Soon after my graduation, I landed a job as an accountant with the Catholic NGO, Caritas Rwanda.

From Caritas Rwanda, a better opportunity came my way and I became the headmaster of College St Christopher in Kayonza in East Province. As a head of a learning institution, I was comfortable earning a good salary, and entitled to a car. I was able to support my mother and other relatives.

However, I always felt the urge to pursue further studies. I believed a graduate degree was my best bet for a better and more secure future. Against the popular wish, I quit my job in August 2011 to pursue a Masters degree in project management at Mt Kenya University in Kigali.
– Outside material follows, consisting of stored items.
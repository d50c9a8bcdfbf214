//! Audit pipeline
//!
//! Strictly sequential: profile, repository list, recency selection, then
//! per-repository languages, commits and sampled files. Profile and list
//! failures abort the audit; per-repository failures are recorded and the
//! pipeline moves on.

use chrono::{DateTime, Months, Utc};
use log::{debug, info, warn};
use std::future::Future;
use tokio_util::sync::CancellationToken;

use crate::audit::classifier::{detect_language, is_code_file};
use crate::audit::config::AuditConfig;
use crate::audit::error::{AuditError, AuditOutcome};
use crate::audit::heuristics::has_test_indicators;
use crate::audit::sampler::sample;
use crate::audit::source::AuditSource;
use crate::audit::types::{
    AnalysisSummary, AuditResult, CommitRecord, FileSample, RepoStatistics, RepoStats,
    RepositoryRecord,
};
use crate::github::GitHubError;

/// Forks with more user commits than this count as significant.
pub const SIGNIFICANT_FORK_COMMITS: u32 = 10;

/// Tree reference sampled for source files
const TREE_REF: &str = "HEAD";

/// How one candidate repository fared in the detail phase
#[derive(Debug)]
pub enum RepoOutcome {
    /// Commits and files fetched
    Analyzed,
    /// No commits by the user; excluded without being an error
    Skipped,
    /// Commit or tree fetch failed
    Failed(GitHubError),
}

/// Runs audits against an [`AuditSource`]
pub struct Auditor<S> {
    source: S,
    config: AuditConfig,
}

impl<S: AuditSource> Auditor<S> {
    #[must_use]
    pub fn new(source: S, config: AuditConfig) -> Self {
        Self { source, config }
    }

    #[must_use]
    pub fn config(&self) -> &AuditConfig {
        &self.config
    }

    #[must_use]
    pub fn source(&self) -> &S {
        &self.source
    }

    /// Audit `username` as of now.
    pub async fn perform_full_audit(
        &self,
        username: &str,
        cancel: &CancellationToken,
    ) -> AuditOutcome<AuditResult> {
        self.perform_full_audit_at(username, Utc::now(), cancel).await
    }

    /// Audit `username` with the recency window anchored at `now`.
    pub async fn perform_full_audit_at(
        &self,
        username: &str,
        now: DateTime<Utc>,
        cancel: &CancellationToken,
    ) -> AuditOutcome<AuditResult> {
        self.config.validate()?;
        info!("Starting audit of {username}");

        let user_info = guard(cancel, self.source.get_profile(username))
            .await?
            .map_err(|source| AuditError::Profile {
                username: username.to_string(),
                source,
            })?;

        let mut repositories = guard(cancel, self.source.list_repositories(username))
            .await?
            .map_err(|source| AuditError::RepositoryList {
                username: username.to_string(),
                source,
            })?;
        info!("{username} has {} repositories", repositories.len());

        let cutoff = cutoff_date(now, self.config.analysis_years);
        let candidates = select_candidates(&repositories, cutoff, self.config.sampled_repo_count);
        info!(
            "{} repositories updated since {} selected for analysis",
            candidates.len(),
            cutoff.format("%Y-%m-%d")
        );

        let mut commit_details = Vec::new();
        let mut file_analysis = Vec::new();
        let mut summary = AnalysisSummary::default();

        for &idx in &candidates {
            let repo = &mut repositories[idx];
            let outcome = self
                .analyze_repository(username, repo, &mut commit_details, &mut file_analysis, cancel)
                .await?;

            match outcome {
                RepoOutcome::Analyzed => {
                    info!(
                        "Analyzed {}: {} commits, {} files",
                        repo.name, repo.commit_count, repo.file_count
                    );
                    summary.repos_analyzed_for_code.push(repo.name.clone());
                }
                RepoOutcome::Skipped => {
                    debug!("Skipping {}: no commits by {username}", repo.name);
                    summary.repos_without_user_commits.push(repo.name.clone());
                }
                RepoOutcome::Failed(err) => {
                    warn!("Analysis of {} failed: {err}", repo.name);
                    summary.repos_with_errors.push(repo.name.clone());
                }
            }
        }

        summary.total_repos_attempted =
            summary.repos_analyzed_for_code.len() + summary.repos_with_errors.len();
        summary.successful_analysis_count = summary.repos_analyzed_for_code.len();

        let mut total_stars = 0u64;
        let mut significant_forks = 0usize;
        for repo in &mut repositories {
            total_stars += u64::from(repo.stars);
            // user_commits is never populated upstream, so this stays zero
            if repo.fork && repo.user_commits > SIGNIFICANT_FORK_COMMITS {
                significant_forks += 1;
                repo.is_significant = true;
            }
        }

        let total_repos = repositories.len();
        let (forked_repos, original_repos): (Vec<_>, Vec<_>) =
            repositories.into_iter().partition(|r| r.fork);

        info!(
            "Audit of {username} complete: {} analyzed, {} with errors",
            summary.repos_analyzed_for_code.len(),
            summary.repos_with_errors.len()
        );

        Ok(AuditResult {
            user_info,
            repo_stats: RepoStats {
                statistics: RepoStatistics {
                    total_repos,
                    original_repos: original_repos.len(),
                    forked_repos: forked_repos.len(),
                    significant_forks,
                    total_stars,
                    analysis_repos: candidates.len(),
                },
                original_repos,
                forked_repos,
            },
            file_analysis,
            commit_details,
            audit_parameters: self.config.redacted(),
            analysis_summary: summary,
        })
    }

    /// Detail phase for one candidate.
    ///
    /// Commits land in `commits` as soon as they are fetched, so a later tree
    /// failure still leaves them in the aggregate.
    async fn analyze_repository(
        &self,
        username: &str,
        repo: &mut RepositoryRecord,
        commits: &mut Vec<CommitRecord>,
        files: &mut Vec<FileSample>,
        cancel: &CancellationToken,
    ) -> AuditOutcome<RepoOutcome> {
        match guard(cancel, self.source.get_languages(username, &repo.name)).await? {
            Ok(languages) => repo.languages_used = languages,
            Err(err) => debug!("No language data for {}: {err}", repo.name),
        }

        let repo_commits = match self.fetch_commits(username, &repo.name, cancel).await? {
            Ok(found) => found,
            Err(err) => return Ok(RepoOutcome::Failed(err)),
        };
        if repo_commits.is_empty() {
            return Ok(RepoOutcome::Skipped);
        }
        repo.commit_count = repo_commits.len();
        commits.extend(repo_commits);

        let samples = match self.fetch_file_samples(username, &repo.name, cancel).await? {
            Ok(found) => found,
            Err(err) => return Ok(RepoOutcome::Failed(err)),
        };
        repo.file_count = samples.len();
        repo.include_in_analysis = true;
        files.extend(samples);

        Ok(RepoOutcome::Analyzed)
    }

    /// Commits by `username`, each with its changed paths.
    ///
    /// A failed per-commit lookup leaves that commit's paths empty.
    async fn fetch_commits(
        &self,
        username: &str,
        repo: &str,
        cancel: &CancellationToken,
    ) -> AuditOutcome<Result<Vec<CommitRecord>, GitHubError>> {
        let listed = guard(
            cancel,
            self.source
                .list_commits(username, repo, username, self.config.commits_per_repo),
        )
        .await?;
        let mut commits = match listed {
            Ok(commits) => commits,
            Err(err) => return Ok(Err(err)),
        };

        for commit in &mut commits {
            match guard(cancel, self.source.get_commit_files(username, repo, &commit.sha)).await? {
                Ok(paths) => commit.files_changed = paths,
                Err(err) => debug!("No file list for {repo}@{}: {err}", commit.sha),
            }
        }

        Ok(Ok(commits))
    }

    /// Sampled code files of `repo` with their content.
    ///
    /// Files whose content cannot be fetched or decoded are dropped.
    async fn fetch_file_samples(
        &self,
        username: &str,
        repo: &str,
        cancel: &CancellationToken,
    ) -> AuditOutcome<Result<Vec<FileSample>, GitHubError>> {
        let tree = match guard(cancel, self.source.get_tree(username, repo, TREE_REF)).await? {
            Ok(tree) => tree,
            Err(err) => return Ok(Err(err)),
        };

        let code_paths: Vec<String> = tree
            .into_iter()
            .filter(|entry| entry.is_blob() && is_code_file(&entry.path))
            .map(|entry| entry.path)
            .collect();
        let selected = sample(
            code_paths,
            self.config.sample_file_count,
            self.config.random_seed,
        );

        let mut samples = Vec::with_capacity(selected.len());
        for path in selected {
            match guard(cancel, self.source.get_blob_content(username, repo, &path)).await? {
                Ok(content) => samples.push(FileSample {
                    repo: repo.to_string(),
                    language: detect_language(&path).to_string(),
                    size: content.len(),
                    lines: content.split('\n').count(),
                    has_tests: has_test_indicators(&content),
                    path,
                    content,
                }),
                Err(err) => debug!("Dropping {repo}:{path}: {err}"),
            }
        }

        Ok(Ok(samples))
    }
}

/// Start of the recency window: `years` calendar years before `now`.
#[must_use]
pub fn cutoff_date(now: DateTime<Utc>, years: u32) -> DateTime<Utc> {
    now.checked_sub_months(Months::new(years.saturating_mul(12)))
        .unwrap_or(DateTime::<Utc>::MIN_UTC)
}

/// Indices of repositories updated after `cutoff`, capped at `limit`.
///
/// When more than `limit` qualify, the most recently updated win; ties keep
/// listing order.
#[must_use]
pub fn select_candidates(
    repos: &[RepositoryRecord],
    cutoff: DateTime<Utc>,
    limit: usize,
) -> Vec<usize> {
    let mut candidates: Vec<usize> = repos
        .iter()
        .enumerate()
        .filter(|(_, repo)| repo.updated_at > cutoff)
        .map(|(idx, _)| idx)
        .collect();

    if candidates.len() > limit {
        candidates.sort_by(|&a, &b| repos[b].updated_at.cmp(&repos[a].updated_at));
        candidates.truncate(limit);
    }
    candidates
}

/// Race `fut` against cancellation.
async fn guard<F: Future>(cancel: &CancellationToken, fut: F) -> AuditOutcome<F::Output> {
    tokio::select! {
        biased;
        () = cancel.cancelled() => Err(AuditError::Cancelled),
        out = fut => Ok(out),
    }
}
I currently depend on temporary jobs and donations from well-wishers to survive. Though I am no longer able to support my 65-year-old mother and siblings, I believe that it is a sacrifice worth making. With education, one can never go wrong.

My family members
My elder sister, 32, is a policewoman while my younger brother, 22, is waiting to join college.Any plans for a family?
Not surprisingly, I have had problems with relationships as some girls are shy to be identified with a man with an artificial leg.
However, I believe my disability is not an inability in any way. I look forward to marrying some day in the future. For now, my focus is on completing my MBA degree programme.

In retrospect, I have no reason to hate Hutus. And that was my stand when we faced those who targeted us during the genocide before the Gacaca (local court). I told my mother to refuse any compensation from them as they did not seem any better than us.
I believe in humanity’s common destiny and that you do not achieve much by destroying others.